Résultats de l’étude
Les résultats ont indiqué que les protéines accessoires du SRAS-CoV-2 étaient plus amyloïdogènes que les protéines accessoires du SRAS-CoV. Parmi les protéines structurelles, la membrane (M) et l’enveloppe (E) se sont avérées plus amyloïdogènes dans le SRAS-CoV-2 par rapport aux protéines de la nucléocapside (N) et de la pointe (S). De plus, il a été observé que NSP4 et NSP6 avaient une nature hautement amyloïdogène. De plus, plusieurs sites de clivage ont été observés dans les APR.
un La particule virale SARS-CoV-2 comprend de l’ARN simple brin de sens positif, qui est associé à la protéine de nucléocapside (N) et à trois protéines de surface, la pointe (S), la membrane (M) et l’enveloppe (E), intégré dans la bicouche lipidique. b Le génome long d’environ 30 kbp du SRAS-CoV-2 code pour quatre protéines structurelles, neuf accessoires et seize protéines non structurelles (NSP). c Comparaison du pourcentage moyen prédit de propension à l’agrégation (PPAP) calculé à l’aide du pourcentage moyen d’APR obtenus à partir de quatre serveurs (MetAmyl, AGGRESCAN, FoldAmyloid, FISH Amyloid) pour les protéines structurelles, accessoires et non structurelles du SARS-CoV et du SARS-CoV-2 . d Valeur moyenne du profil des protéines SARS-CoV-2 obtenue à partir de l’analyse FoldAmyloid des protéines par rapport à la longueur des protéines pour les protéines structurelles, accessoires et non structurelles. L’analyse a été effectuée avec les paramètres par défaut du serveur FoldAmyloid (seuil : 21,4, représenté par la ligne et l’échelle en pointillés courts de couleur rouge, c’est-à-dire le nombre prévu de contacts dans un rayon de 8 Å).
Plusieurs APR ont été prédits dans la protéine S ainsi que dans les trois autres protéines structurelles (M, N et E) du SRAS-CoV-2. 18% de régions amyloïdogènes ont été détectées dans la protéine SARS-CoV-2 N, tandis que seulement 16% ont été détectées dans la protéine SARSCoV N selon AGGRESCAN. Parmi les protéines accessoires, ORF3a, les régions N-terminales de ORF10, ORF8, ORF7a, ORF7b et ORF6, ainsi que les régions C-terminales de ORF14, ORF10, ORF9b, ORF8 et ORF7a auraient le potentiel de agrégat.
Les résultats ont en outre indiqué que la séquence signal N-terminale à 12 résidus (SP-CoV2) qui aide la protéine S à atteindre sa destination dans la membrane virale est un APR et a montré une agrégation.

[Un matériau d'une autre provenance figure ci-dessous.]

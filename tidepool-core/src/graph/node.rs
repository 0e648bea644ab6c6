//! Graph Nodes
//!
//! This module defines the node records that live in the dependency graph.
//! Three kinds of node share one id space:
//!
//! - signal nodes hold the subscriber and writer edges of a signal,
//! - computation nodes hold the body, read-set and write-set of a computation,
//! - owner records hold what a scope or computation owns.

use std::fmt;
use std::sync::atomic::{AtomicU64, Ordering};
use std::sync::Arc;

use indexmap::IndexSet;

use crate::error::{ReactiveError, Result};

/// Unique identifier for a node in the dependency graph.
#[derive(Debug, Clone, Copy, PartialEq, Eq, Hash, PartialOrd, Ord)]
pub struct NodeId(u64);

impl NodeId {
    /// Generate a new unique node ID.
    pub fn new() -> Self {
        static COUNTER: AtomicU64 = AtomicU64::new(0);
        Self(COUNTER.fetch_add(1, Ordering::Relaxed))
    }

    /// Get the raw ID value.
    pub fn raw(&self) -> u64 {
        self.0
    }
}

impl Default for NodeId {
    fn default() -> Self {
        Self::new()
    }
}

impl From<u64> for NodeId {
    fn from(id: u64) -> Self {
        Self(id)
    }
}

impl fmt::Display for NodeId {
    fn fmt(&self, f: &mut fmt::Formatter<'_>) -> fmt::Result {
        write!(f, "#{}", self.0)
    }
}

/// Dirty state of a computation.
#[derive(Debug, Clone, Copy, PartialEq, Eq)]
pub enum DirtyState {
    /// Up-to-date with every signal it read.
    Clean,

    /// Downstream of a changed signal, but none of its own inputs has been
    /// rewritten yet. Skipped unless promoted to `Dirty` before its turn.
    MaybeDirty,

    /// At least one signal it read has changed.
    Dirty,
}

/// Body of a computation.
pub(crate) type Body = Arc<dyn Fn() -> Result<()> + Send + Sync>;

/// Callback run when an owner re-runs or is disposed.
pub(crate) type Cleanup = Box<dyn FnOnce() + Send>;

/// Graph record of a signal.
#[derive(Debug, Default)]
pub struct SignalNode {
    /// Bumped on every committed change.
    version: u64,

    /// Computations that read this signal during their most recent run.
    subscribers: IndexSet<NodeId>,

    /// Computations that have written this signal in any successful run.
    writers: IndexSet<NodeId>,
}

impl SignalNode {
    pub fn new() -> Self {
        Self::default()
    }

    pub fn version(&self) -> u64 {
        self.version
    }

    pub(crate) fn bump(&mut self) {
        self.version += 1;
    }

    pub fn subscribers(&self) -> &IndexSet<NodeId> {
        &self.subscribers
    }

    pub(crate) fn subscribers_mut(&mut self) -> &mut IndexSet<NodeId> {
        &mut self.subscribers
    }

    pub fn writers(&self) -> &IndexSet<NodeId> {
        &self.writers
    }

    pub(crate) fn writers_mut(&mut self) -> &mut IndexSet<NodeId> {
        &mut self.writers
    }
}

/// Graph record of a computation.
pub struct ComputationNode {
    body: Body,
    dirty: DirtyState,

    /// Signals read during the most recent run. Replaced wholesale each run.
    dependencies: IndexSet<NodeId>,

    /// Signals written by the most recent successful run.
    writes: IndexSet<NodeId>,

    /// Every signal any successful run has written. Only grows, so a
    /// conditional write still orders this computation ahead of readers.
    supplies: IndexSet<NodeId>,

    last_error: Option<ReactiveError>,
}

impl ComputationNode {
    pub(crate) fn new(body: Body) -> Self {
        Self {
            body,
            // Starts dirty so the creation run is a regular run.
            dirty: DirtyState::Dirty,
            dependencies: IndexSet::new(),
            writes: IndexSet::new(),
            supplies: IndexSet::new(),
            last_error: None,
        }
    }

    pub(crate) fn body(&self) -> Body {
        Arc::clone(&self.body)
    }

    pub fn dirty_state(&self) -> DirtyState {
        self.dirty
    }

    pub fn is_clean(&self) -> bool {
        self.dirty == DirtyState::Clean
    }

    pub(crate) fn mark_clean(&mut self) {
        self.dirty = DirtyState::Clean;
    }

    pub(crate) fn mark_maybe_dirty(&mut self) {
        if self.dirty == DirtyState::Clean {
            self.dirty = DirtyState::MaybeDirty;
        }
    }

    pub(crate) fn mark_dirty(&mut self) {
        self.dirty = DirtyState::Dirty;
    }

    pub fn dependencies(&self) -> &IndexSet<NodeId> {
        &self.dependencies
    }

    pub(crate) fn replace_dependencies(&mut self, deps: IndexSet<NodeId>) -> IndexSet<NodeId> {
        std::mem::replace(&mut self.dependencies, deps)
    }

    pub fn writes(&self) -> &IndexSet<NodeId> {
        &self.writes
    }

    /// Record the write-set of a successful run.
    pub(crate) fn record_writes(&mut self, writes: IndexSet<NodeId>) {
        self.supplies.extend(writes.iter().copied());
        self.writes = writes;
    }

    pub fn supplies(&self) -> &IndexSet<NodeId> {
        &self.supplies
    }

    /// Drop a removed signal from both write-sets.
    pub(crate) fn forget_signal(&mut self, signal: NodeId) {
        self.writes.shift_remove(&signal);
        self.supplies.shift_remove(&signal);
    }

    pub fn last_error(&self) -> Option<&ReactiveError> {
        self.last_error.as_ref()
    }

    pub(crate) fn finish_run(&mut self, error: Option<ReactiveError>) {
        self.last_error = error;
        self.dirty = DirtyState::Clean;
    }
}

impl fmt::Debug for ComputationNode {
    fn fmt(&self, f: &mut fmt::Formatter<'_>) -> fmt::Result {
        f.debug_struct("ComputationNode")
            .field("dirty", &self.dirty)
            .field("dependencies", &self.dependencies)
            .field("writes", &self.writes)
            .field("supplies", &self.supplies)
            .field("last_error", &self.last_error)
            .finish()
    }
}

/// What a scope or computation owns.
#[derive(Default)]
pub struct OwnerNode {
    parent: Option<NodeId>,

    /// Owned computations and nested scopes, in creation order.
    children: Vec<NodeId>,

    /// Signals created under this owner.
    signals: Vec<NodeId>,

    cleanups: Vec<Cleanup>,
}

impl OwnerNode {
    pub(crate) fn new(parent: Option<NodeId>) -> Self {
        Self {
            parent,
            ..Self::default()
        }
    }

    pub fn parent(&self) -> Option<NodeId> {
        self.parent
    }

    pub fn children(&self) -> &[NodeId] {
        &self.children
    }

    pub(crate) fn adopt(&mut self, child: NodeId) {
        self.children.push(child);
    }

    pub(crate) fn release(&mut self, child: NodeId) {
        self.children.retain(|c| *c != child);
    }

    pub(crate) fn own_signal(&mut self, signal: NodeId) {
        self.signals.push(signal);
    }

    pub(crate) fn on_cleanup(&mut self, cleanup: Cleanup) {
        self.cleanups.push(cleanup);
    }

    /// Detach everything owned so far, leaving the owner itself in place.
    pub(crate) fn take_owned(&mut self) -> Owned {
        Owned {
            children: std::mem::take(&mut self.children),
            signals: std::mem::take(&mut self.signals),
            cleanups: std::mem::take(&mut self.cleanups),
        }
    }
}

impl fmt::Debug for OwnerNode {
    fn fmt(&self, f: &mut fmt::Formatter<'_>) -> fmt::Result {
        f.debug_struct("OwnerNode")
            .field("parent", &self.parent)
            .field("children", &self.children)
            .field("signals", &self.signals)
            .field("cleanups", &self.cleanups.len())
            .finish()
    }
}

/// Everything an owner held at teardown time.
pub(crate) struct Owned {
    pub children: Vec<NodeId>,
    pub signals: Vec<NodeId>,
    pub cleanups: Vec<Cleanup>,
}

impl Owned {
    pub fn is_empty(&self) -> bool {
        self.children.is_empty() && self.signals.is_empty() && self.cleanups.is_empty()
    }
}

#[cfg(test)]
mod tests {
    use super::*;

    fn noop_body() -> Body {
        Arc::new(|| Ok(()))
    }

    #[test]
    fn node_ids_are_unique() {
        let id1 = NodeId::new();
        let id2 = NodeId::new();
        assert_ne!(id1, id2);
    }

    #[test]
    fn computation_starts_dirty() {
        let node = ComputationNode::new(noop_body());
        assert_eq!(node.dirty_state(), DirtyState::Dirty);
        assert!(node.dependencies().is_empty());
    }

    #[test]
    fn dirty_state_transitions() {
        let mut node = ComputationNode::new(noop_body());

        node.mark_clean();
        assert!(node.is_clean());

        node.mark_maybe_dirty();
        assert_eq!(node.dirty_state(), DirtyState::MaybeDirty);

        node.mark_dirty();
        assert_eq!(node.dirty_state(), DirtyState::Dirty);

        // MaybeDirty never downgrades Dirty
        node.mark_maybe_dirty();
        assert_eq!(node.dirty_state(), DirtyState::Dirty);
    }

    #[test]
    fn dependencies_are_replaced_wholesale() {
        let mut node = ComputationNode::new(noop_body());
        let a = NodeId::new();
        let b = NodeId::new();

        node.replace_dependencies([a, b].into_iter().collect());
        let old = node.replace_dependencies([b].into_iter().collect());

        assert_eq!(old.len(), 2);
        assert!(!node.dependencies().contains(&a));
        assert!(node.dependencies().contains(&b));
    }

    #[test]
    fn supplies_outlive_the_latest_writes() {
        let mut node = ComputationNode::new(noop_body());
        let a = NodeId::new();
        let b = NodeId::new();

        node.record_writes([a].into_iter().collect());
        node.record_writes([b].into_iter().collect());
        assert_eq!(node.writes().len(), 1);
        assert!(node.supplies().contains(&a));
        assert!(node.supplies().contains(&b));

        node.forget_signal(a);
        assert!(!node.supplies().contains(&a));
    }

    #[test]
    fn finish_run_records_error() {
        let mut node = ComputationNode::new(noop_body());
        node.finish_run(Some(ReactiveError::computation("boom")));
        assert!(node.last_error().is_some());
        assert!(node.is_clean());
    }

    #[test]
    fn owner_take_owned_empties_record() {
        let mut owner = OwnerNode::new(None);
        owner.adopt(NodeId::new());
        owner.own_signal(NodeId::new());
        owner.on_cleanup(Box::new(|| {}));

        let owned = owner.take_owned();
        assert!(!owned.is_empty());
        assert!(owner.take_owned().is_empty());
    }
}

Les deux peptides de fusion de la protéine S ont également été identifiés comme APR pour le SARS-CoV et le SARS-CoV-2. Cependant, la cinétique d’agrégation du peptide de fusion 2 était plus lente que celle du peptide de fusion 1 du SARS-CoV et du SARS-CoV-2. De plus, on a observé que les peptides de fusion du SRAS-CoV-2 présentaient des réactions d’agrégation plus rapides que les homologues du SRAS-CoV.
En outre, les protéines ORF10 et NSP6 du SARS-CoV-2, ainsi que NSP11 du SARS-CoV et du SARS-CoV-2, ont montré une agrégation. Des changements ont été détectés dans les propriétés spectrales Raman dans toutes les protéines en raison de différences structurelles dans les monomères et les agrégats. Les résultats du schéma de diffraction des rayons X (XRD) ont également confirmé la formation d’amyloïde par les peptides mentionnés. Enfin, les agrégats NSP11-CoV2 se sont avérés toxiques pour les cellules de mammifères à des concentrations élevées.
Par conséquent, l’étude actuelle a démontré l’agrégation de quelques protéines SARS-CoV et SARS-CoV-2, qui pourraient jouer un rôle important dans la pathogenèse virale. Cependant, des études complémentaires sont nécessaires pour comprendre le rôle de l’agrégation des protéines du SRAS dans différentes pathologies induites par le virus.